Dans son pays pourtant, le militant ne fait pas l'unanimité au sein des associations LGBT. Quelles ont été les réactions à sa candidature? «Je n'ai pas d'échos de leur part», dit-il sans convaincre. La question semble l'avoir mis mal à l'aise. Quelques jours après notre entrevue, dix associations et collectifs LGBT de Tunisie s'unissent pour lancer une pétition contre Mounir Baatour. «Nous ne soutenons pas [sa candidature], il ne représente en aucun cas la communauté ni notre mouvement.» Suivent les raisons de cette désolidarisation contre la démarche de celui qui est pourtant leur allié idéologique.
Dans le communiqué qui accompagne la pétition, il est présenté comme «un danger» et «une menace» pour la communauté. Voici l'avocat accusé de violation de la vie privée, de courir après les médias pour rendre publics les actes homophobes «sans se soucier des danger auxquels s'exposent [les victimes]», parfois même sans avoir leur accord.
En ce qui concerne l'accusation d'abus sexuels, Baatour parle de «diffamation» et dit envisager de porter plainte contre ces associations après les élections: «Elles n'ont aucune preuve de ce qu'elles avancent, dit-il. Aucune plainte n'a jamais été déposée contre moi.» Il s'estime victime d'attaques, visé par qu'il s'est prononcé par le passé en faveur de la normalisation des relations avec Israël. «Ce sont des antisémites qui veulent me salir à cause de mon engagement pour la paix avec Israël.»
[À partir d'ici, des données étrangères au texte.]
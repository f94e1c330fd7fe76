//! Evaluation-specific error types.

use thiserror::Error;

/// Errors that can occur while turning a rule into query strings.
#[derive(Debug, Error)]
pub enum EvalError {
    /// The rule uses a feature the evaluator does not model
    /// (keyword searches, aggregations, `N of` counting).
    #[error("unsupported feature: {0}")]
    UnsupportedFeature(String),

    /// A modifier token the pipeline does not recognize.
    #[error("unknown modifier {0}")]
    UnknownModifier(String),

    /// A comparator modifier appeared before the end of the chain.
    #[error("comparator modifier {0} must be the last modifier")]
    ComparatorNotLast(String),

    /// A matcher value was a non-scalar (sequence or mapping).
    #[error("expected scalar field matching value got: {0}")]
    InvalidMatcherValue(String),

    /// A `%placeholder%` value could not be expanded.
    #[error("can't expand placeholder {0}: {1}")]
    UnresolvedPlaceholder(String, String),
}

/// Convenience result type.
pub type Result<T> = std::result::Result<T, EvalError>;
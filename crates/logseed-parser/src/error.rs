use thiserror::Error;

/// Errors that can occur during Sigma rule or config parsing.
#[derive(Debug, Error)]
pub enum SigmaParserError {
    #[error("YAML parsing error: {0}")]
    Yaml(#[from] serde_yaml::Error),

    #[error("Condition parse error: {0}")]
    Condition(String),

    #[error("Unknown modifier '{0}'")]
    UnknownModifier(String),

    #[error("Invalid rule: {0}")]
    InvalidRule(String),

    #[error("Missing required field '{0}'")]
    MissingField(String),

    #[error("Invalid detection: {0}")]
    InvalidDetection(String),

    #[error("Invalid config: {0}")]
    InvalidConfig(String),

    #[error("IO error: {0}")]
    Io(#[from] std::io::Error),
}

pub type Result<T> = std::result::Result<T, SigmaParserError>;
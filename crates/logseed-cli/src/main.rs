use std::collections::BTreeMap;
use std::path::{Path, PathBuf};
use std::process;

use base64::Engine;
use base64::engine::general_purpose::STANDARD as BASE64;
use clap::Parser;
use logseed_eval::RuleEvaluator;
use logseed_parser::{Config, parse_config_yaml, parse_rule_yaml};

#[derive(Parser)]
#[command(name = "logseed")]
#[command(about = "Generate seed queries for log generators from Sigma rules")]
#[command(version)]
struct Cli {
    /// Name or path of the rule file or directory to read
    #[arg(long, value_name = "PATH")]
    filepath: Option<PathBuf>,

    /// Path to the Sigma backend configuration file
    #[arg(long, value_name = "PATH")]
    config: Option<PathBuf>,

    /// Base64-encoded rule content (one blob per line for multiple rules)
    #[arg(long, value_name = "B64", conflicts_with = "filepath")]
    filecontent: Option<String>,

    /// Base64-encoded configuration content
    #[arg(long, value_name = "B64", conflicts_with = "config")]
    configcontent: Option<String>,

    /// Output directory; each rule is written to <title>.log
    #[arg(short, long, value_name = "DIR")]
    output: Option<PathBuf>,

    /// Case sensitive mode: synthetic values keep the rule's casing
    #[arg(long)]
    case_sensitive: bool,

    /// Rule file or directory (positional alternative to --filepath)
    #[arg(value_name = "FILEPATH")]
    filepath_pos: Option<PathBuf>,

    /// Configuration file (positional alternative to --config)
    #[arg(value_name = "CONFIG")]
    config_pos: Option<PathBuf>,
}

fn main() {
    tracing_subscriber::fmt()
        .with_env_filter(
            tracing_subscriber::EnvFilter::try_from_default_env()
                .unwrap_or_else(|_| "warn".into()),
        )
        .with_writer(std::io::stderr)
        .init();

    let cli = Cli::parse();

    let filepath = cli.filepath.or(cli.filepath_pos);
    let config_path = cli.config.or(cli.config_pos);

    if (filepath.is_none() && cli.filecontent.is_none())
        || (config_path.is_none() && cli.configcontent.is_none())
    {
        eprintln!(
            "Please provide either file paths or file contents, and either \
             config path or config content. See --help."
        );
        process::exit(2);
    }

    let rule_sources = match load_rule_sources(filepath.as_deref(), cli.filecontent.as_deref()) {
        Ok(sources) => sources,
        Err(e) => {
            eprintln!("Error reading rules: {e}");
            process::exit(1);
        }
    };

    let config = match load_config(config_path.as_deref(), cli.configcontent.as_deref()) {
        Ok(config) => config,
        Err(e) => {
            eprintln!("Error reading config: {e}");
            process::exit(1);
        }
    };

    for (name, content) in &rule_sources {
        let rule = match parse_rule_yaml(content) {
            Ok(rule) => rule,
            Err(e) => {
                eprintln!("Error parsing rule {name}: {e}");
                continue;
            }
        };

        let title = rule.title.clone();
        let mut evaluator = RuleEvaluator::for_rule(rule).with_config(config.clone());
        if cli.case_sensitive {
            evaluator = evaluator.case_sensitive();
        }

        let result = match evaluator.alters() {
            Ok(result) => result,
            Err(e) => {
                eprintln!("Error converting rule {name}: {e}");
                continue;
            }
        };

        let mut output = String::new();
        for query in &result.queries {
            output.push_str(query);
            output.push('\n');
        }

        match &cli.output {
            Some(dir) => {
                let out_path = dir.join(format!("{title}.log"));
                if let Err(e) = std::fs::write(&out_path, &output) {
                    eprintln!("Error writing output to file: {e}");
                    continue;
                }
                println!(
                    "Output for rule '{title}' written to file: {}",
                    out_path.display()
                );
            }
            None => print!("{output}"),
        }
    }
}

/// Collect rule YAML sources as name → content. Accepts a single file, a
/// directory walked recursively for `.yml`/`.yaml` files, or newline-separated
/// base64 blobs.
fn load_rule_sources(
    filepath: Option<&Path>,
    filecontent: Option<&str>,
) -> std::io::Result<BTreeMap<String, String>> {
    let mut sources = BTreeMap::new();

    if let Some(path) = filepath {
        if path.is_dir() {
            walk_rules(path, &mut sources)?;
        } else {
            sources.insert(
                path.display().to_string(),
                std::fs::read_to_string(path)?,
            );
        }
    } else if let Some(content) = filecontent {
        for (i, line) in content.lines().filter(|l| !l.is_empty()).enumerate() {
            let decoded = BASE64
                .decode(line.trim())
                .map_err(|e| std::io::Error::new(std::io::ErrorKind::InvalidData, e))?;
            let text = String::from_utf8_lossy(&decoded).into_owned();
            sources.insert(format!("filecontent[{i}]"), text);
        }
    }

    Ok(sources)
}

fn walk_rules(dir: &Path, sources: &mut BTreeMap<String, String>) -> std::io::Result<()> {
    for entry in std::fs::read_dir(dir)? {
        let path = entry?.path();
        if path.is_dir() {
            walk_rules(&path, sources)?;
        } else if matches!(
            path.extension().and_then(|e| e.to_str()),
            Some("yml" | "yaml")
        ) {
            sources.insert(path.display().to_string(), std::fs::read_to_string(&path)?);
        }
    }
    Ok(())
}

fn load_config(
    config_path: Option<&Path>,
    configcontent: Option<&str>,
) -> Result<Config, Box<dyn std::error::Error>> {
    let yaml = if let Some(path) = config_path {
        std::fs::read_to_string(path)?
    } else if let Some(content) = configcontent {
        let decoded = BASE64.decode(content.trim())?;
        String::from_utf8_lossy(&decoded).into_owned()
    } else {
        String::new()
    };

    Ok(parse_config_yaml(&yaml)?)
}
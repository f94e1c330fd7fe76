//! Evaluation output types.

use std::collections::HashMap;

use serde::Serialize;

/// The full output of evaluating one rule: per-search filters, per-condition
/// token lists, the assembled query strings, and the derived sourcetypes.
///
/// `conditions`, `queries` and `sourcetypes` are indexed by condition
/// position; a sourcetype entry is `None` when the rule's logsource names no
/// product.
#[derive(Debug, Clone, Default, PartialEq, Serialize)]
pub struct Evaluation {
    /// Search identifier → ordered list of per-matcher filter strings.
    pub searches: HashMap<String, Vec<String>>,
    /// Token list emitted by the condition walker, per condition.
    pub conditions: Vec<Vec<String>>,
    /// Final query string per condition, with search identifiers substituted.
    pub queries: Vec<String>,
    /// Derived sourcetype per condition.
    pub sourcetypes: Vec<Option<String>>,
}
Mounir Baatour reconnaît des divergences sur la stratégie à suivre. «Est-ce que la médiatisation sert la cause ou est-ce que cela met en danger la communauté LGBT et ses militants? Ce sont deux visions différentes. Il y a ceux qui prônent un travail pédagogique de sensibilisation, de formation, de lobbying discret. Ceux qui disent que la société tunisienne n'est pas encore prête à dépénaliser l'homosexualité. Ce n'est pas la vision de Shams. Nous, nous voulons la dépénalisation tout de suite et c'est pour cette raison que nous montons au créneau chaque fois qu'il y a des propos homophobes tenus par des personnalités, c'est pour cela que nous nous plaignons dès qu'il y a des arrestations au Conseil des droits de l'homme de l'Onu. Shams c'est Act Up en France dans les années 1980-1990.»
Il reconnaît rompre avec une certaine conception du consensus en Tunisie, érigée en tradition politique par la classe dirigeante. «Je ne crois pas que le changement [dans le pays] se soit fait dans le consensus, rétorque-t-il. Quand Bourguiba a imposé ses réformes et changé de fond en comble la société tunisienne, elle était très conservatrice et composée à plus de 80% d'analphabètes.»
Figure tutélaire de la famille progressiste tunisienne, Habib Bourguiba est le fondateur de la République et celui qui a promulgué le code du statut personnel accordant à la femme tunisienne des droits sans précédent dans le monde arabe. C'était en 1956. Plus de soixante ans plus tard, les LGBT attendent leur tour. Impatients.